The blood and lymphatic vessels in corneal wholemounts were double stained as described previously44,45,46. Excised corneas were rinsed in PBS and then fixed in acetone for 20 minutes. After washing in PBS three times, and blocking with 2% bovine serum albumin (BSA) in PBS, the corneas were stained overnight (in dark, at 4 °C) with rabbit anti-mouse LYVE-1 (1:200; AngioBio, Del Mar, CA, USA) for lymphatic vessels and with a FITC-conjugated rat anti-mouse CD31 antibody (1:100; BD Pharmingen, BD Biosciences, USA) for blood vessels. On the next day, a goat-anti-rabbit Cy3-conjugated secondary antibody (1: 100; Dianova) was added to detect LYVE-1. Finally, samples were mounted on slides using fluorescence mounting media (Sigma).

Double stained wholemount images were assembled automatically from nine to 12 images taken at x100 magnification with a fluorescence microscope (BX53, Olympus Optical Co., Hamburg, Germany). Afterwards, the areas covered with blood and lymphatic vessels, and the infiltration of LYVE-1 (+) macrophages at day three and seven were detected with an algorithm established in the image analyzing program Cell^F (Olympus Soft Imaging Solutions GmbH, Münster, Germany), as previously described43.

mRNA Isolation and real-time Polymerase chain reaction (RT-PCR)

Total RNA was isolated from the corneas using the RNeasy Micro Kit (Qiagen, Germany). As only the centre was analysed, corneas were excised without the limbus.
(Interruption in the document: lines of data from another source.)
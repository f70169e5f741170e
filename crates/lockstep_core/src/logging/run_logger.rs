//! Per-run logger with file and callback output.
//!
//! Each configured run gets its own logger that:
//! - Writes to a dedicated log file
//! - Sends messages to a callback (if provided)
//! - Mirrors every line into `tracing`
//! - Maintains a tail buffer replayed when a stage fails

use std::collections::VecDeque;
use std::fs::{self, File};
use std::io::{BufWriter, Write};
use std::path::{Path, PathBuf};

use chrono::Local;
use parking_lot::Mutex;

use super::types::{LogCallback, LogConfig, LogLevel, MessagePrefix};

/// Per-run logger with dual output (file + callback).
pub struct RunLogger {
    /// Run name for identification.
    run_name: String,
    /// Path to log file, `None` for detached loggers.
    log_path: Option<PathBuf>,
    /// File writer (buffered).
    file_writer: Mutex<Option<BufWriter<File>>>,
    /// Callback for sending messages.
    callback: Mutex<Option<LogCallback>>,
    /// Logging configuration.
    config: LogConfig,
    /// Recent lines, replayed by `show_tail`.
    tail_buffer: Mutex<VecDeque<String>>,
}

impl RunLogger {
    /// Create a new run logger writing to `<log_dir>/<run_name>.log`.
    ///
    /// # Arguments
    /// * `run_name` - Name of the run (used in log filename)
    /// * `log_dir` - Directory to write log file to
    /// * `config` - Logging configuration
    /// * `callback` - Optional callback receiving every line
    pub fn new(
        run_name: impl Into<String>,
        log_dir: impl AsRef<Path>,
        config: LogConfig,
        callback: Option<LogCallback>,
    ) -> std::io::Result<Self> {
        let run_name = run_name.into();
        let log_dir = log_dir.as_ref();

        fs::create_dir_all(log_dir)?;

        let log_path = log_dir.join(format!("{}.log", sanitize_filename(&run_name)));
        let file = File::create(&log_path)?;

        Ok(Self {
            run_name,
            log_path: Some(log_path),
            file_writer: Mutex::new(Some(BufWriter::new(file))),
            callback: Mutex::new(callback),
            tail_buffer: Mutex::new(VecDeque::with_capacity(config.error_tail)),
            config,
        })
    }

    /// Logger that only feeds `tracing` and the callback, without a file.
    pub fn detached(run_name: impl Into<String>, config: LogConfig) -> Self {
        Self {
            run_name: run_name.into(),
            log_path: None,
            file_writer: Mutex::new(None),
            callback: Mutex::new(None),
            tail_buffer: Mutex::new(VecDeque::with_capacity(config.error_tail)),
            config,
        }
    }

    /// Get the run name.
    pub fn run_name(&self) -> &str {
        &self.run_name
    }

    /// Get the log file path.
    pub fn log_path(&self) -> Option<&Path> {
        self.log_path.as_deref()
    }

    /// Replace the callback.
    pub fn set_callback(&self, callback: Option<LogCallback>) {
        *self.callback.lock() = callback;
    }

    /// Log a message at the specified level.
    pub fn log(&self, level: LogLevel, message: &str) {
        match level {
            LogLevel::Trace => tracing::trace!(run = %self.run_name, "{}", message),
            LogLevel::Debug => tracing::debug!(run = %self.run_name, "{}", message),
            LogLevel::Info => tracing::info!(run = %self.run_name, "{}", message),
            LogLevel::Warn => tracing::warn!(run = %self.run_name, "{}", message),
            LogLevel::Error => tracing::error!(run = %self.run_name, "{}", message),
        }

        if level < self.config.level {
            return;
        }

        let formatted = self.format_message(message);
        self.remember(&formatted);
        self.output(&formatted);
    }

    /// Log an info message.
    pub fn info(&self, message: &str) {
        self.log(LogLevel::Info, message);
    }

    /// Log a debug message.
    pub fn debug(&self, message: &str) {
        self.log(LogLevel::Debug, message);
    }

    /// Log a per-tick message; dropped entirely in compact mode.
    pub fn tick(&self, message: &str) {
        if !self.config.compact {
            self.log(LogLevel::Debug, message);
        }
    }

    /// Log a warning message.
    pub fn warn(&self, message: &str) {
        let msg = MessagePrefix::Warning.format(message);
        self.log(LogLevel::Warn, &msg);
    }

    /// Log an error message.
    pub fn error(&self, message: &str) {
        let msg = MessagePrefix::Error.format(message);
        self.log(LogLevel::Error, &msg);
    }

    /// Log a phase marker.
    pub fn phase(&self, phase_name: &str) {
        let msg = MessagePrefix::Phase.format(phase_name);
        self.log(LogLevel::Info, &msg);
    }

    /// Log a section marker.
    pub fn section(&self, section_name: &str) {
        let msg = MessagePrefix::Section.format(section_name);
        self.log(LogLevel::Info, &msg);
    }

    /// Log a success message.
    pub fn success(&self, message: &str) {
        let msg = MessagePrefix::Success.format(message);
        self.log(LogLevel::Info, &msg);
    }

    /// Replay the tail buffer (typically after a stage failure).
    pub fn show_tail(&self, header: &str) {
        let lines: Vec<String> = self.tail_buffer.lock().iter().cloned().collect();
        if lines.is_empty() {
            return;
        }

        self.output(&self.format_message(&format!("[{}/tail]", header)));
        for line in &lines {
            self.output(line);
        }
    }

    /// Clear the tail buffer.
    pub fn clear_tail(&self) {
        self.tail_buffer.lock().clear();
    }

    /// Get the current tail buffer contents.
    pub fn get_tail(&self) -> Vec<String> {
        self.tail_buffer.lock().iter().cloned().collect()
    }

    /// Flush the log file.
    pub fn flush(&self) {
        if let Some(ref mut writer) = *self.file_writer.lock() {
            let _ = writer.flush();
        }
    }

    /// Close the logger and release the file.
    pub fn close(&self) {
        self.flush();
        *self.file_writer.lock() = None;
    }

    fn remember(&self, formatted: &str) {
        if self.config.error_tail == 0 {
            return;
        }
        let mut buffer = self.tail_buffer.lock();
        if buffer.len() >= self.config.error_tail {
            buffer.pop_front();
        }
        buffer.push_back(formatted.to_string());
    }

    /// Format a message with timestamp (if enabled).
    fn format_message(&self, message: &str) -> String {
        if self.config.show_timestamps {
            let timestamp = Local::now().format("%H:%M:%S%.3f");
            format!("[{}] {}", timestamp, message)
        } else {
            message.to_string()
        }
    }

    /// Output a formatted message to file and callback.
    fn output(&self, formatted: &str) {
        if let Some(ref mut writer) = *self.file_writer.lock() {
            let _ = writeln!(writer, "{}", formatted);
        }

        if let Some(ref callback) = *self.callback.lock() {
            callback(formatted);
        }
    }
}

impl Drop for RunLogger {
    fn drop(&mut self) {
        self.close();
    }
}

/// Sanitize a string to be safe for use as a filename.
fn sanitize_filename(name: &str) -> String {
    name.chars()
        .map(|c| match c {
            '/' | '\\' | ':' | '*' | '?' | '"' | '<' | '>' | '|' => '_',
            _ => c,
        })
        .collect()
}

#[cfg(test)]
mod tests {
    use super::*;
    use std::sync::atomic::{AtomicUsize, Ordering};
    use std::sync::Arc;
    use tempfile::tempdir;

    fn plain_config() -> LogConfig {
        LogConfig {
            show_timestamps: false,
            ..LogConfig::default()
        }
    }

    #[test]
    fn creates_log_file() {
        let dir = tempdir().unwrap();
        let logger = RunLogger::new("run_1", dir.path(), LogConfig::default(), None).unwrap();

        let path = logger.log_path().unwrap();
        assert!(path.exists());
        assert!(path.to_string_lossy().contains("run_1.log"));
    }

    #[test]
    fn writes_to_file() {
        let dir = tempdir().unwrap();
        let logger = RunLogger::new("run_1", dir.path(), LogConfig::default(), None).unwrap();

        logger.info("Test message");
        logger.flush();

        let content = fs::read_to_string(logger.log_path().unwrap()).unwrap();
        assert!(content.contains("Test message"));
    }

    #[test]
    fn calls_callback() {
        let call_count = Arc::new(AtomicUsize::new(0));
        let count_clone = call_count.clone();

        let logger = RunLogger::detached("run_1", LogConfig::default());
        logger.set_callback(Some(Box::new(move |_msg| {
            count_clone.fetch_add(1, Ordering::SeqCst);
        })));

        logger.info("Message 1");
        logger.warn("Message 2");

        assert_eq!(call_count.load(Ordering::SeqCst), 2);
    }

    #[test]
    fn level_filter_drops_debug() {
        let logger = RunLogger::detached("run_1", plain_config());
        logger.debug("hidden");
        logger.info("shown");
        assert_eq!(logger.get_tail(), vec!["shown".to_string()]);
    }

    #[test]
    fn compact_mode_drops_tick_lines() {
        let logger = RunLogger::detached("run_1", plain_config());
        logger.tick("frame 3 unchanged");
        assert!(logger.get_tail().is_empty());

        let verbose = RunLogger::detached(
            "run_2",
            LogConfig {
                show_timestamps: false,
                ..LogConfig::debug()
            },
        );
        verbose.tick("frame 3 unchanged");
        assert_eq!(verbose.get_tail().len(), 1);
    }

    #[test]
    fn tail_buffer_maintains_limit() {
        let config = LogConfig {
            error_tail: 5,
            ..plain_config()
        };
        let logger = RunLogger::detached("run_1", config);

        for i in 0..10 {
            logger.info(&format!("Line {}", i));
        }

        let tail = logger.get_tail();
        assert_eq!(tail.len(), 5);
        assert_eq!(tail[0], "Line 5");
        assert_eq!(tail[4], "Line 9");
    }

    #[test]
    fn sanitizes_filename() {
        assert_eq!(sanitize_filename("normal_name"), "normal_name");
        assert_eq!(sanitize_filename("has/slash"), "has_slash");
        assert_eq!(sanitize_filename("a<b>c"), "a_b_c");
    }
}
Three corneas per group were pooled in one tube to obtain enough RNA. RNase-free DNase Set (Qiagen) was used to eliminate traces of genomic DNA. Subsequently, single strand cDNA (500 ng per group) was synthesized using the First Strand cDNA Synthesis Kit (Fermentas, USA) according to manufacturers’ protocol. PCR reactions (25 µL) contained 50 ng of cDNA, 0.4 mmol/L of each forward and reverse primer, and master mix (SsoFast EvaGreen Supermix; Bio-Rad, Hercules, CA). The primers used for PCR were shown below (Table 1). All reactions were carried out using a CFX96 real-time system C1000 Thermal Cycler (BioRad) and were repeated in triplicate.

Table 1 Primer used for Real time PCR.

Statistical analysis

Statistical analyses were performed with Prism 6 version 6.07 (GraphPad Software, San Diego, California, USA). Statistical significance between two groups was determined using Student’s t-test or ANOVA for multiple groups. Data reported as mean ± SD. Values with p < 0.05 was considered statistically significant. Graphs were drawn using Prism6.